Опять появляется Люба, но не одна, с ней совсем молоденькая, лет шестнадцати-семнадцати, девочка, тоже официантка, мы сразу поняли, увязалась посмотреть на нас. Лицо ее, с двумя косичками под белой повязкой официантки, еще совсем детское, сразу вошло в душу щемящее чувство жалости и страха за ее судьбу, ведь здесь будут останавливаться фронтовики, едущие в отпуск и из отпуска, а это совсем не то, что тыловые, живущие в нормах полугражданской жизни немцы. Звали ее Наденька, она настороженно смотрела своими черными глазами, разговаривать стеснялась. Зато Люба уже совсем как дома, даже говорит по-немецки с конвоирами. Весело положив им котлеты с макаронами, стала раздавать нам второе, задавая вопросы самые неожиданные и так же неожиданно отвечая на наши. Да, с ней не соскучишься, ясно, что это наша дивчина. Но вот заставила же судьба этих чудных девушек пойти официантками в солдатенгейм.
— Как попали сюда? Да нас с биржи труда прислали, и немец сказал: «Работать хорошо, а то плетка будет!» Вот тебе и попали! Бежим, Надежда, а то наши немкёли уже губы змеей гнут.

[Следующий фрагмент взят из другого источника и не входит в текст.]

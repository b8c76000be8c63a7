use async_trait::async_trait;
use thiserror::Error;

use crate::domain::password::{HashedPassword, Password};

#[derive(Debug, Error)]
pub enum CredentialHasherError {
    #[error("Failed to hash password: {0}")]
    Hash(String),
}

/// One-way credential transform. `hash` produces a salted, adaptive PHC
/// string; `verify` compares a candidate against the stored form.
///
/// `verify` is infallible: a malformed or unrecognized stored hash yields
/// `false`, never an error, so a corrupted record can never grant access.
#[async_trait]
pub trait CredentialHasher: Send + Sync {
    async fn hash(&self, password: &Password) -> Result<HashedPassword, CredentialHasherError>;
    async fn verify(&self, candidate: &Password, stored: &HashedPassword) -> bool;
}
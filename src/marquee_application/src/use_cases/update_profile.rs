use marquee_core::{
    Account, AccountStore, AccountStoreError, CredentialHasher, CredentialHasherError,
    ProfileChanges, ProfileUpdateCandidate, Username, Violation, validate_profile_update,
};

/// Error types specific to the update profile use case
#[derive(Debug, thiserror::Error)]
pub enum UpdateProfileError {
    #[error("invalid profile payload")]
    Validation(Vec<Violation>),
    /// A missing target is distinct from a validation failure.
    #[error("User not found")]
    NotFound,
    #[error(transparent)]
    Hasher(#[from] CredentialHasherError),
    #[error("Account store error: {0}")]
    Store(AccountStoreError),
}

/// Update profile use case - re-validates like registration, re-hashes the
/// password only when one is submitted, and persists the changed fields.
/// The username itself is immutable.
pub struct UpdateProfileUseCase<'a, S, H>
where
    S: AccountStore + ?Sized,
    H: CredentialHasher + ?Sized,
{
    accounts: &'a S,
    hasher: &'a H,
}

impl<'a, S, H> UpdateProfileUseCase<'a, S, H>
where
    S: AccountStore + ?Sized,
    H: CredentialHasher + ?Sized,
{
    pub fn new(accounts: &'a S, hasher: &'a H) -> Self {
        Self { accounts, hasher }
    }

    #[tracing::instrument(name = "UpdateProfileUseCase::execute", skip_all, fields(username = %username))]
    pub async fn execute(
        &self,
        username: &Username,
        candidate: ProfileUpdateCandidate,
    ) -> Result<Account, UpdateProfileError> {
        let valid = validate_profile_update(candidate).map_err(UpdateProfileError::Validation)?;

        let hashed_password = match valid.password {
            Some(password) => Some(self.hasher.hash(&password).await?),
            None => None,
        };

        let changes = ProfileChanges {
            hashed_password,
            email: valid.email,
            birthday: valid.birthday,
            death_date: valid.death_date,
        };

        self.accounts
            .update_profile(username, changes)
            .await
            .map_err(|error| match error {
                AccountStoreError::AccountNotFound => UpdateProfileError::NotFound,
                other => UpdateProfileError::Store(other),
            })
    }
}
use secrecy::{ExposeSecret, Secret};
use thiserror::Error;

/// A plaintext password in transit between the request boundary and the
/// credential hasher. Wrapped in [`Secret`] so it is redacted from debug
/// output and never serialized.
#[derive(Debug, Clone)]
pub struct Password(Secret<String>);

#[derive(Debug, Clone, Error, PartialEq, Eq)]
pub enum PasswordError {
    #[error("Password is required")]
    Empty,
}

impl Password {
    pub fn parse(candidate: Secret<String>) -> Result<Self, PasswordError> {
        if candidate.expose_secret().trim().is_empty() {
            return Err(PasswordError::Empty);
        }
        Ok(Self(candidate))
    }
}

impl TryFrom<Secret<String>> for Password {
    type Error = PasswordError;

    fn try_from(candidate: Secret<String>) -> Result<Self, Self::Error> {
        Self::parse(candidate)
    }
}

impl AsRef<Secret<String>> for Password {
    fn as_ref(&self) -> &Secret<String> {
        &self.0
    }
}

/// The stored, one-way form of a password: a PHC string produced by the
/// credential hasher. Never equal to the plaintext and never serialized
/// into any response or log line.
#[derive(Debug, Clone)]
pub struct HashedPassword(Secret<String>);

impl HashedPassword {
    pub fn new(phc_string: String) -> Self {
        Self(Secret::from(phc_string))
    }
}

impl AsRef<Secret<String>> for HashedPassword {
    fn as_ref(&self) -> &Secret<String> {
        &self.0
    }
}
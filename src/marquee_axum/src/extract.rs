use axum::{extract::FromRequestParts, http::request::Parts};
use http::header::AUTHORIZATION;
use marquee_adapters::{TokenError, verify_token};
use marquee_core::Username;

use crate::error::ApiError;
use crate::state::AppState;

/// The authorization gate.
///
/// Protected handlers take this extractor as an argument; it runs before
/// any handler logic, pulls the bearer token from the `Authorization`
/// header and verifies signature and expiration. Every failure collapses
/// to the same 401 - the typed cause is only logged.
///
/// Note that the gate authenticates but does not scope: any valid token
/// may act on any username. Handlers receive the verified identity, so
/// tightening to owner-only mutations stays a local change.
#[derive(Debug, Clone)]
pub struct AuthenticatedAccount {
    pub username: Username,
}

impl FromRequestParts<AppState> for AuthenticatedAccount {
    type Rejection = ApiError;

    async fn from_request_parts(
        parts: &mut Parts,
        state: &AppState,
    ) -> Result<Self, Self::Rejection> {
        let token = bearer_token(parts).ok_or_else(|| {
            tracing::debug!("missing or malformed Authorization header");
            ApiError::Unauthorized
        })?;

        let claims = verify_token(token, &state.jwt).map_err(|error: TokenError| {
            tracing::debug!(kind = %error, "token verification failed");
            ApiError::Unauthorized
        })?;

        let username = Username::parse(&claims.sub).map_err(|_| {
            tracing::warn!("token subject is not a valid username");
            ApiError::Unauthorized
        })?;

        Ok(Self { username })
    }
}

fn bearer_token(parts: &Parts) -> Option<&str> {
    parts
        .headers
        .get(AUTHORIZATION)?
        .to_str()
        .ok()?
        .strip_prefix("Bearer ")
}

Мы заметили, что Ганс котлеты не ел, вложил в котелок и захлопнул крышкой; сидит жует хлеб.
Опять, повеселев после еды и такой чудесной встречи с нашими девушками, принялись чертить, мерять, все больше увлекаясь работой. Нас радовало, что не заставили рисовать портрет Гитлера и никакие там патриотические сцены, а предложили придумать самим, что мы хотим.
Незаметно день склонился к вечеру, пришла швестер Лизабет, мы стремились ей рассказать, что придумали, как и чем можно расписать комнаты; ей все нравилось, она кивала, одобряя. Затем сказала что-то конвоирам и оставила нас в большом зале.
Уже все немцы ушли, и рабочих увели в лагерь, осталась в здании только наша группа. Вернулась швестер и, опять смущаясь, сказала, чтобы мы зашли в комнату рядом и поужинали, после чего конвой поведет нас в лагерь.
Открыв дверь комнаты, мы от неожиданности замерли. Посередине стоял длинный составленный стол, накрытый белой скатертью, на нем стройно выстроились тарелки, чашки и кофейники, кувшин с молоком, блюда с ветчиной и сыром, тарелочки с кубиками масла и сахаром. В комнате никого не было. Подойдя к столу, мы смотрели на все, еще не веря, что это нас приглашают сесть, и взять в руки приборы, и есть с тарелочек то, что давно перестало быть реальностью и не грезилось даже во сне и мечтах; белая скатерть с изломами складок от утюга, белоснежные салфетки — все приготовлено не для опустившихся в лагере людей, а как для самых дорогих гостей. Когда стал проходить столбняк, решили держать себя, как будто такие ужины у нас каждый день, то есть не хватать по сумкам того, что сейчас не съедим, взять можно только по несколько кусочков сахара и масла, остальное понемногу оставить. Если нас так принимают, то и нам надо держаться соответственно. Конвоиры усаживаются вместе с нами смущенные и подавленные, им, видно, тоже нечасто выпадает такое счастье. Вижу, как Ганс опять тихонько убрал со своей тарелки кусок ветчины в котелок и жует хлеб, делая беззаботный вид. Туда же исчезли сахар и масло с его блюдечка, а он пил с удовольствием кофе, я не мог понять, почему он все собирает в котелок и делает это, скромно потупив глаза, будто ему совсем не хочется есть, а хлеб — лучше, чем котлеты, ветчина и сыр. Генрих ест с удовольствием, говорит, что ветчина такая, как у них в Праге.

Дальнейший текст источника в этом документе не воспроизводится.